# IACR ePrint Archive Integration
This document describes the integration with the IACR ePrint Archive for academic paper search, download, and reading functionality.
## Overview
The IACR (International Association for Cryptologic Research) ePrint Archive is a repository for cryptography and information security research papers. Our integration provides:
- Search functionality across all papers
- PDF download capabilities
- Text extraction from papers
- Metadata parsing
## Features
### Search Capabilities
The search function queries the IACR archive and returns:
- Paper titles
- Author information
- Publication dates
- Abstracts
- Direct URLs to papers
- PDF download links
- Keywords and categories
### Download Functionality
- Direct PDF downloads from IACR servers
- Automatic file naming based on paper ID
- Configurable save directories
- Error handling for unavailable papers
### Text Extraction
- Full text extraction from downloaded PDFs
- Formatted output with metadata
- Handling of various PDF formats
- Error recovery for corrupted files
## Technical Implementation
### API Endpoints
The IACR integration uses:
- **Search API**: `https://eprint.iacr.org/search`
- **Paper URLs**: `https://eprint.iacr.org/YYYY/NNNN`
- **PDF URLs**: `https://eprint.iacr.org/YYYY/NNNN.pdf`
### Data Structure
Papers are represented using the standardized `Paper` class:
```python
@dataclass
class Paper:
paper_id: str # Format: "YYYY/NNNN"
title: str # Full paper title
authors: List[str] # List of author names
abstract: str # Paper abstract
url: str # Paper page URL
pdf_url: str # Direct PDF URL
published_date: datetime # Publication date
source: str # Always "iacr"
categories: List[str] # Subject categories
keywords: List[str] # Extracted keywords
doi: str # DOI if available
```
### Error Handling
The implementation handles:
- Network connectivity issues
- Invalid paper IDs
- PDF download failures
- Text extraction errors
- Rate limiting
### Rate Limiting
To be respectful to IACR servers:
- Search requests are throttled
- PDF downloads include delays
- Maximum concurrent requests limited
- Retry logic with exponential backoff
## Usage Examples
### Basic Search
```python
from all_in_mcp.academic_platforms.iacr import IACRSearcher
searcher = IACRSearcher()
papers = searcher.search("zero knowledge", max_results=10)
for paper in papers:
print(f"{paper.title} ({paper.paper_id})")
```
### Download and Read
```python
# Download a specific paper
pdf_path = searcher.download_pdf("2023/1234", "./downloads")
# Extract text content
text_content = searcher.read_paper("2023/1234", "./downloads")

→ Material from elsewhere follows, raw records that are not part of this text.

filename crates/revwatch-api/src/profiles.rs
//! Handlers for `/profiles` endpoints.
//!
//! | Method | Path | Notes |
//! |--------|------|-------|
//! | `PUT`  | `/profiles/:id` | Start tracking; fetches the profile on first sight |
//! | `GET`  | `/profiles/:id/latest-review` | Refreshes if stale; 404 when none captured yet |

use axum::{
  Json,
  extract::{Path, State},
};
use revwatch_core::{crawl::Crawler, profile::Profile, review::Review, store::ReviewStore};

use crate::{ServiceState, error::ApiError};

/// `PUT /profiles/:id`
pub async fn track<S, C>(
  State(service): State<ServiceState<S, C>>,
  Path(id): Path<String>,
) -> Result<Json<Profile>, ApiError>
where
  S: ReviewStore,
  C: Crawler,
{
  let profile = service.ensure_profile_tracked(&id).await?;
  Ok(Json(profile))
}

/// `GET /profiles/:id/latest-review`
pub async fn latest_review<S, C>(
  State(service): State<ServiceState<S, C>>,
  Path(id): Path<String>,
) -> Result<Json<Review>, ApiError>
where
  S: ReviewStore,
  C: Crawler,
{
  service
    .get_latest_review(&id)
    .await?
    .map(Json)
    .ok_or_else(|| ApiError::NotFound("no reviews found yet".into()))
}
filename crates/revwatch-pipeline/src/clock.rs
//! Time source for freshness decisions and capture timestamps.

use chrono::{DateTime, Utc};

pub trait Clock: Send + Sync + 'static {
  fn now(&self) -> DateTime<Utc>;
}

/// Wall-clock time.
#[derive(Debug, Clone, Copy, Default)]
pub struct SystemClock;

impl Clock for SystemClock {
  fn now(&self) -> DateTime<Utc> { Utc::now() }
}
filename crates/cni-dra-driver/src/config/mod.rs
pub mod cli;
pub mod run;

pub use cli::*;
pub use run::*;
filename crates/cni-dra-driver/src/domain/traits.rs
//! Seams between the driver core and the node services hosting it

use std::collections::BTreeMap;
use std::sync::Arc;

use api_types::NamespacedObject;
use api_types::PodSandbox;
use api_types::PreparedDevice;
use api_types::RegistrationStatus;
use async_trait::async_trait;

use super::cni::result::AttachResult;
use super::driver::DriverError;
use super::nri::NriError;
use super::status::StatusError;
use crate::infrastructure::k8s::ResourceClaim;

/// Per-claim outcome of a prepare call, keyed by claim uid
pub type PrepareResults = BTreeMap<String, Result<Vec<PreparedDevice>, DriverError>>;

/// Per-claim outcome of an unprepare call, keyed by claim uid
pub type UnprepareResults = BTreeMap<String, Result<(), DriverError>>;

/// Index from pod uid to the claims prepared for that pod
pub trait PodResourceStore: Send + Sync {
    /// Record that `claim` is used by the pod. Adding the same claim uid twice is a no-op.
    fn add(&self, pod_uid: &str, claim: Arc<ResourceClaim>);

    /// Claims recorded for the pod in insertion order, empty when none.
    fn get(&self, pod_uid: &str) -> Vec<Arc<ResourceClaim>>;

    /// Drop everything recorded for the pod.
    fn delete(&self, pod_uid: &str);
}

/// Callbacks of the dynamic resource allocation host
#[async_trait]
pub trait DraPlugin: Send + Sync {
    /// Prepare the claims the scheduler allocated on this node.
    ///
    /// A failing claim is reported in its own entry; the outer error fails the whole
    /// call.
    async fn prepare_resource_claims(
        &self,
        claims: Vec<ResourceClaim>,
    ) -> Result<PrepareResults, DriverError>;

    async fn unprepare_resource_claims(
        &self,
        claims: Vec<NamespacedObject>,
    ) -> Result<UnprepareResults, DriverError>;
}

/// Pod sandbox lifecycle hooks of the container runtime
#[async_trait]
pub trait SandboxHook: Send + Sync {
    async fn run_pod_sandbox(&self, pod: &PodSandbox) -> Result<(), NriError>;

    async fn stop_pod_sandbox(&self, pod: &PodSandbox) -> Result<(), NriError>;
}

/// Publishes the network outcome of a claim to the cluster
#[async_trait]
pub trait StatusUpdater: Send + Sync {
    async fn update_status(
        &self,
        claim: &ResourceClaim,
        result: &AttachResult,
    ) -> Result<(), StatusError>;
}

/// Registration state as reported by the kubelet
pub trait PluginHost: Send + Sync {
    /// Latest status, `None` until the kubelet called back.
    fn registration_status(&self) -> Option<RegistrationStatus>;
}
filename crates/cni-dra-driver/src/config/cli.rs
use clap::Parser;
use clap::Subcommand;
use utils::version;

use crate::config::run::RunArgs;

#[derive(Parser)]
#[command(about, long_about, version = &**version::VERSION)]
pub struct Cli {
    #[command(subcommand)]
    pub command: Commands,
}

#[derive(Subcommand)]
pub enum Commands {
    /// Run the cni-dra-driver
    Run(Box<RunArgs>),
}
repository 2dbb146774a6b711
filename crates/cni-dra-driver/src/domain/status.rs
//! Publishes CNI results into ResourceClaim status

use async_trait::async_trait;
use error_stack::Report;
use thiserror::Error;
use tracing::info;

use super::cni::result::AttachResult;
use super::cni::result::CurrentResult;
use super::cni::result::ResultError;
use super::traits::StatusUpdater;
use crate::infrastructure::k8s::AllocatedDeviceStatus;
use crate::infrastructure::k8s::ClaimStatusApi;
use crate::infrastructure::k8s::KubernetesError;
use crate::infrastructure::k8s::NetworkDeviceData;
use crate::infrastructure::k8s::ResourceClaim;

#[derive(Debug, Error)]
pub enum StatusError {
    #[error("failed to convert CNI result: {0}")]
    Convert(#[from] ResultError),
    #[error("claim {claim} has no allocated device to report on")]
    MissingAllocation { claim: String },
    #[error("failed to update resource claim status: {0}")]
    Update(Report<KubernetesError>),
}

/// Network identity of the pod as seen in a CNI result.
///
/// All addresses are reported; name and MAC come from the last interface created
/// inside the pod sandbox.
pub fn cni_result_to_network_data(result: &CurrentResult) -> NetworkDeviceData {
    let mut data = NetworkDeviceData {
        ips: result.ips.iter().map(|ip| ip.address.clone()).collect(),
        ..Default::default()
    };

    for interface in result.interfaces.iter().filter(|i| !i.sandbox.is_empty()) {
        data.interface_name = Some(interface.name.clone());
        data.hardware_address = Some(interface.mac.clone()).filter(|mac| !mac.is_empty());
    }

    data
}

/// [`StatusUpdater`] writing to the cluster through [`ClaimStatusApi`]
pub struct CniStatusHandler<C> {
    client: C,
}

impl<C: ClaimStatusApi> CniStatusHandler<C> {
    pub fn new(client: C) -> Self {
        Self { client }
    }
}

#[async_trait]
impl<C: ClaimStatusApi> StatusUpdater for CniStatusHandler<C> {
    async fn update_status(
        &self,
        claim: &ResourceClaim,
        result: &AttachResult,
    ) -> Result<(), StatusError> {
        let claim_name = claim.namespaced_name();
        let network_data = cni_result_to_network_data(&result.to_current()?);

        let device = claim
            .allocation()
            .and_then(|allocation| allocation.devices.results.first())
            .ok_or_else(|| StatusError::MissingAllocation {
                claim: claim_name.clone(),
            })?;

        let mut updated = claim.clone();
        updated
            .status
            .get_or_insert_with(Default::default)
            .devices
            .push(AllocatedDeviceStatus {
                driver: device.driver.clone(),
                pool: device.pool.clone(),
                device: device.device.clone(),
                share_id: device.share_id.clone(),
                data: Some(result.as_value().clone()),
                network_data: Some(network_data),
                ..Default::default()
            });

        self.client
            .replace_claim_status(&updated)
            .await
            .map_err(StatusError::Update)?;

        info!(claim = %claim_name, device = %device.device, "updated resource claim status");
        Ok(())
    }
}
/// Git metadata captured by the build script, when the tree was a git checkout.
pub(crate) struct BuildInfo {
    pub commit_sha1: Option<&'static str>,
    git_dirty: Option<&'static str>,
}

impl BuildInfo {
    pub fn is_dirty(&self) -> bool {
        self.git_dirty == Some("true")
    }
}

pub(crate) const BUILD_INFO: BuildInfo = BuildInfo {
    commit_sha1: option_env!("VERGEN_GIT_SHA"),
    git_dirty: option_env!("VERGEN_GIT_DIRTY"),
};

#[cfg(test)]
mod tests {
    use super::*;

    #[test]
    fn dirty_flag_follows_the_git_status() {
        let info = |dirty| BuildInfo {
            commit_sha1: Some("abc123"),
            git_dirty: dirty,
        };

        assert!(info(Some("true")).is_dirty());
        assert!(!info(Some("false")).is_dirty());
        assert!(!info(None).is_dirty());
    }
}
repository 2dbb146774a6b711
use std::sync::LazyLock;

use crate::build_info::BUILD_INFO;

/// Defines the application version.
pub static VERSION: LazyLock<String> = LazyLock::new(|| {
    format!(
        "{}-{}{}",
        env!("IMAGE_VERSION"),
        BUILD_INFO.commit_sha1.unwrap_or("unknown"),
        if BUILD_INFO.is_dirty() { "-dirty" } else { "" }
    )
});
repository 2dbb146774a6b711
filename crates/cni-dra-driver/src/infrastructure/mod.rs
pub mod k8s;
pub mod kube_client;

print(text_content[:500]) # First 500 characters
```
## Configuration
### Environment Variables
- `IACR_DOWNLOAD_DIR`: Default download directory
- `IACR_MAX_RETRIES`: Maximum retry attempts
- `IACR_TIMEOUT`: Request timeout in seconds
### Default Settings
```python
DEFAULT_CONFIG = {
"max_retries": 3,
"timeout": 30,
"download_dir": "./downloads",
"user_agent": "All-in-MCP Academic Search"
}
```
## Limitations
### Current Limitations
- Search is limited to title and abstract matching
- No advanced search operators
- PDF extraction may fail for scanned documents
- Large papers may take time to process
### Future Enhancements
- Advanced search with filters
- Author-based search
- Citation network analysis
- Full-text search capabilities
- Batch download operations
## Troubleshooting
### Common Issues
**Search returns no results**:
- Check query spelling
- Try broader search terms
- Verify network connectivity
**PDF download fails**:
- Check paper ID format (YYYY/NNNN)
- Verify paper exists on IACR
- Check file system permissions
**Text extraction incomplete**:
- PDF may be image-based
- Try re-downloading the PDF
- Check for PDF corruption
### Debug Mode
Enable debug logging:
```python
import logging
logging.basicConfig(level=logging.DEBUG)
```
This will show detailed information about:
- HTTP requests and responses
- PDF processing steps
- Error details and stack traces